🤖 AI Summary
To address the challenge of high-precision visual alignment of small objects (e.g., screws) for humanoid robots, this paper proposes a dual-view closed-loop visual servoing framework. It fuses images from head and torso-mounted cameras with head joint angles, employing a Transformer architecture augmented with a distance estimation module and a multi-perception head to enable collaborative modeling of heterogeneous sensory features. The method achieves, for the first time in close-range scenarios, real-time pose estimation and servo control with sub-millimeter accuracy (0.8–1.3 mm), attaining success rates of 93%–100% on M4–M8 screw manipulation tasks—significantly outperforming conventional approaches. Key innovations include joint-state-embedded cross-view fusion of vision and proprioception, and a distance-sensitive visual servoing paradigm explicitly optimized for micro-manipulation.
📝 Abstract
High-precision tiny object alignment remains a common and critical challenge for humanoid robots in real-world.

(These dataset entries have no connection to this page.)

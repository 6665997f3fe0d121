use crate::events::BattleEvent;
use crate::model::{Combatant, Status};
use crate::moves::MoveDef;
use rand::Rng;

pub const FULL_PARALYSIS_CHANCE: f64 = 0.25;
pub const THAW_CHANCE: f64 = 0.20;
pub const MIN_SLEEP_TURNS: u32 = 1;
pub const MAX_SLEEP_TURNS: u32 = 3;

pub(crate) fn chance<R: Rng + ?Sized>(rng: &mut R, probability: f64) -> bool {
    rng.gen::<f64>() < probability
}

pub fn burn_damage(max_hp: u32) -> u32 {
    ((max_hp as f64 / 16.0).round() as u32).max(1)
}

pub fn poison_damage(max_hp: u32) -> u32 {
    (max_hp / 8).max(1)
}

/// Runs `combatant`'s status at the start of its action. Returns whether it may act.
pub fn apply_start_of_turn<R: Rng + ?Sized>(
    combatant: &mut Combatant,
    log: &mut Vec<BattleEvent>,
    rng: &mut R,
) -> bool {
    let Some(status) = combatant.status else {
        return true;
    };
    match status {
        Status::Burn | Status::Poison => {
            let tick = if status == Status::Burn {
                burn_damage(combatant.max_hp)
            } else {
                poison_damage(combatant.max_hp)
            };
            combatant.take_damage(tick);
            log.push(BattleEvent::StatusDamage {
                status,
                target: combatant.name.clone(),
                damage: tick,
                hp: combatant.hp,
            });
            !combatant.is_fainted()
        }
        Status::Sleep => {
            if combatant.status_turns == 0 {
                combatant.clear_status();
                log.push(BattleEvent::StatusCleared {
                    status,
                    target: combatant.name.clone(),
                });
                true
            } else {
                combatant.status_turns -= 1;
                log.push(BattleEvent::StatusSkip {
                    status,
                    target: combatant.name.clone(),
                    turns_left: Some(combatant.status_turns),
                });
                false
            }
        }
        Status::Paralyze => {
            if chance(rng, FULL_PARALYSIS_CHANCE) {
                log.push(BattleEvent::StatusSkip {
                    status,
                    target: combatant.name.clone(),
                    turns_left: None,
                });
                false
            } else {
                log.push(BattleEvent::StatusOvercome {
                    status,
                    target: combatant.name.clone(),
                });
                true
            }
        }
        Status::Freeze => {
            if chance(rng, THAW_CHANCE) {
                combatant.clear_status();
                log.push(BattleEvent::StatusCleared {
                    status,
                    target: combatant.name.clone(),
                });
                true
            } else {
                log.push(BattleEvent::StatusSkip {
                    status,
                    target: combatant.name.clone(),
                    turns_left: None,
                });
                false
            }
        }
    }
}

/// Type immunities, checked only when a status is inflicted.
pub fn is_immune(target: &Combatant, status: Status, source: &MoveDef) -> bool {
    match status {
        Status::Burn => target.has_type("fire"),
        Status::Freeze => target.has_type("ice"),
        Status::Poison => target.has_type("poison") || target.has_type("steel"),
        Status::Paralyze => target.has_type("electric"),
        Status::Sleep => source.powder && target.has_type("grass"),
    }
}

/// Sets `status` on `target`; sleep lasts 1 to 3 turns.
pub fn inflict<R: Rng + ?Sized>(target: &mut Combatant, status: Status, rng: &mut R) {
    let turns = if status == Status::Sleep {
        rng.gen_range(MIN_SLEEP_TURNS..=MAX_SLEEP_TURNS)
    } else {
        0
    };
    target.set_status(status, turns);
}

/// Applies the secondary status of `move_def` to a defender that has none.
/// A guaranteed status wins over probabilistic ones; at most one lands.
pub fn inflict_from_move<R: Rng + ?Sized>(
    target: &mut Combatant,
    move_def: &MoveDef,
    log: &mut Vec<BattleEvent>,
    rng: &mut R,
) -> Option<Status> {
    if target.status.is_some() || target.is_fainted() {
        return None;
    }
    if let Some(status) = move_def.set_status {
        if is_immune(target, status, move_def) {
            log.push(BattleEvent::StatusImmune {
                status,
                target: target.name.clone(),
                from: move_def.name.clone(),
            });
            return None;
        }
        inflict(target, status, rng);
        log.push(BattleEvent::StatusInflict {
            status,
            target: target.name.clone(),
            from: move_def.name.clone(),
        });
        return Some(status);
    }
    for (&status, &probability) in &move_def.status_inflict {
        if is_immune(target, status, move_def) {
            continue;
        }
        if chance(rng, probability) {
            inflict(target, status, rng);
            log.push(BattleEvent::StatusInflict {
                status,
                target: target.name.clone(),
                from: move_def.name.clone(),
            });
            return Some(status);
        }
    }
    None
}

#[cfg(test)]
mod tests {
    use super::*;
    use crate::model::{CombatantInput, FlatFields, TypeList};
    use rand::rngs::SmallRng;
    use rand::SeedableRng;

    fn mon(types: &[&str], max_hp: u32) -> Combatant {
        CombatantInput::Flat(FlatFields {
            name: Some("target".into()),
            types: TypeList::Many(types.iter().map(|t| t.to_string()).collect()),
            hp: Some(max_hp as f64),
            ..FlatFields::default()
        })
        .normalize()
        .unwrap()
    }

    #[test]
    fn burn_ticks_sixteenth_rounded() {
        let mut rng = SmallRng::seed_from_u64(1);
        let mut c = mon(&["normal"], 100);
        c.set_status(Status::Burn, 0);
        let mut log = Vec::new();
        assert!(apply_start_of_turn(&mut c, &mut log, &mut rng));
        assert_eq!(c.hp, 94);
        assert!(matches!(log[0], BattleEvent::StatusDamage { damage: 6, hp: 94, .. }));
        assert_eq!(burn_damage(10), 1);
    }

    #[test]
    fn poison_ticks_eighth_floored() {
        assert_eq!(poison_damage(100), 12);
        assert_eq!(poison_damage(7), 1);
        let mut rng = SmallRng::seed_from_u64(1);
        let mut c = mon(&["normal"], 100);
        c.set_status(Status::Poison, 0);
        c.hp = 5;
        let mut log = Vec::new();
        assert!(!apply_start_of_turn(&mut c, &mut log, &mut rng));
        assert_eq!(c.hp, 0);
    }

    #[test]
    fn sleep_counts_down_then_wakes() {
        let mut rng = SmallRng::seed_from_u64(1);
        let mut c = mon(&["normal"], 100);
        c.set_status(Status::Sleep, 2);
        let mut log = Vec::new();
        assert!(!apply_start_of_turn(&mut c, &mut log, &mut rng));
        assert!(!apply_start_of_turn(&mut c, &mut log, &mut rng));
        assert!(apply_start_of_turn(&mut c, &mut log, &mut rng));
        assert_eq!(c.status, None);
        assert_eq!(c.status_turns, 0);
        assert!(matches!(log[1], BattleEvent::StatusSkip { turns_left: Some(0), .. }));
        assert!(matches!(log[2], BattleEvent::StatusCleared { status: Status::Sleep, .. }));
    }

    #[test]
    fn paralysis_blocks_about_a_quarter() {
        let mut rng = SmallRng::seed_from_u64(99);
        let mut c = mon(&["normal"], 100);
        c.set_status(Status::Paralyze, 0);
        let mut log = Vec::new();
        let blocked = (0..1000)
            .filter(|_| !apply_start_of_turn(&mut c, &mut log, &mut rng))
            .count();
        assert!((180..=320).contains(&blocked), "blocked {blocked}");
        assert_eq!(c.status, Some(Status::Paralyze));
    }

    #[test]
    fn freeze_eventually_thaws() {
        let mut rng = SmallRng::seed_from_u64(5);
        let mut c = mon(&["water"], 100);
        c.set_status(Status::Freeze, 0);
        let mut log = Vec::new();
        let mut turns = 0;
        while !apply_start_of_turn(&mut c, &mut log, &mut rng) {
            turns += 1;
            assert!(turns < 200);
        }
        assert_eq!(c.status, None);
    }

    #[test]
    fn immunities_follow_types() {
        let powder = MoveDef {
            powder: true,
            ..MoveDef::new("sleep powder", "grass", 0)
        };
        let plain = MoveDef::new("hypnosis", "psychic", 0);
        assert!(is_immune(&mon(&["fire"], 50), Status::Burn, &plain));
        assert!(is_immune(&mon(&["ice"], 50), Status::Freeze, &plain));
        assert!(is_immune(&mon(&["steel"], 50), Status::Poison, &plain));
        assert!(is_immune(&mon(&["electric"], 50), Status::Paralyze, &plain));
        assert!(is_immune(&mon(&["grass", "poison"], 50), Status::Sleep, &powder));
        assert!(!is_immune(&mon(&["grass"], 50), Status::Sleep, &plain));
        assert!(!is_immune(&mon(&["water"], 50), Status::Burn, &plain));
    }

    #[test]
    fn guaranteed_sleep_lasts_one_to_three_turns() {
        let sleep = MoveDef {
            set_status: Some(Status::Sleep),
            ..MoveDef::new("lullaby", "normal", 0)
        };
        for seed in 0..50 {
            let mut rng = SmallRng::seed_from_u64(seed);
            let mut c = mon(&["normal"], 100);
            let mut log = Vec::new();
            assert_eq!(inflict_from_move(&mut c, &sleep, &mut log, &mut rng), Some(Status::Sleep));
            assert!((1..=3).contains(&c.status_turns));
        }
    }

    #[test]
    fn immune_target_logs_and_keeps_clean_status() {
        let wisp = MoveDef {
            set_status: Some(Status::Burn),
            ..MoveDef::new("will-o-wisp", "fire", 0)
        };
        let mut rng = SmallRng::seed_from_u64(0);
        let mut c = mon(&["fire"], 100);
        let mut log = Vec::new();
        assert_eq!(inflict_from_move(&mut c, &wisp, &mut log, &mut rng), None);
        assert_eq!(c.status, None);
        assert!(matches!(log[0], BattleEvent::StatusImmune { .. }));
    }
}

To address this problem, this paper proposes a vision-based framework for precisely estimating and controlling the relative position between a handheld tool and a target object for humanoid robots, e.g., a screwdriver tip and a screw head slot. By fusing images from the head and torso cameras on a robot with its head joint angles, the proposed Transformer-based visual servoing method can correct the handheld tool's positional errors effectively, especially at a close distance. Experiments on M4-M8 screws demonstrate an average convergence error of 0.8-1.3 mm and a success rate of 93%-100%. Through comparative analysis, the results validate that this capability of high-precision tiny object alignment is enabled by the Distance Estimation Transformer architecture and the Multi-Perception-Head mechanism proposed in this paper.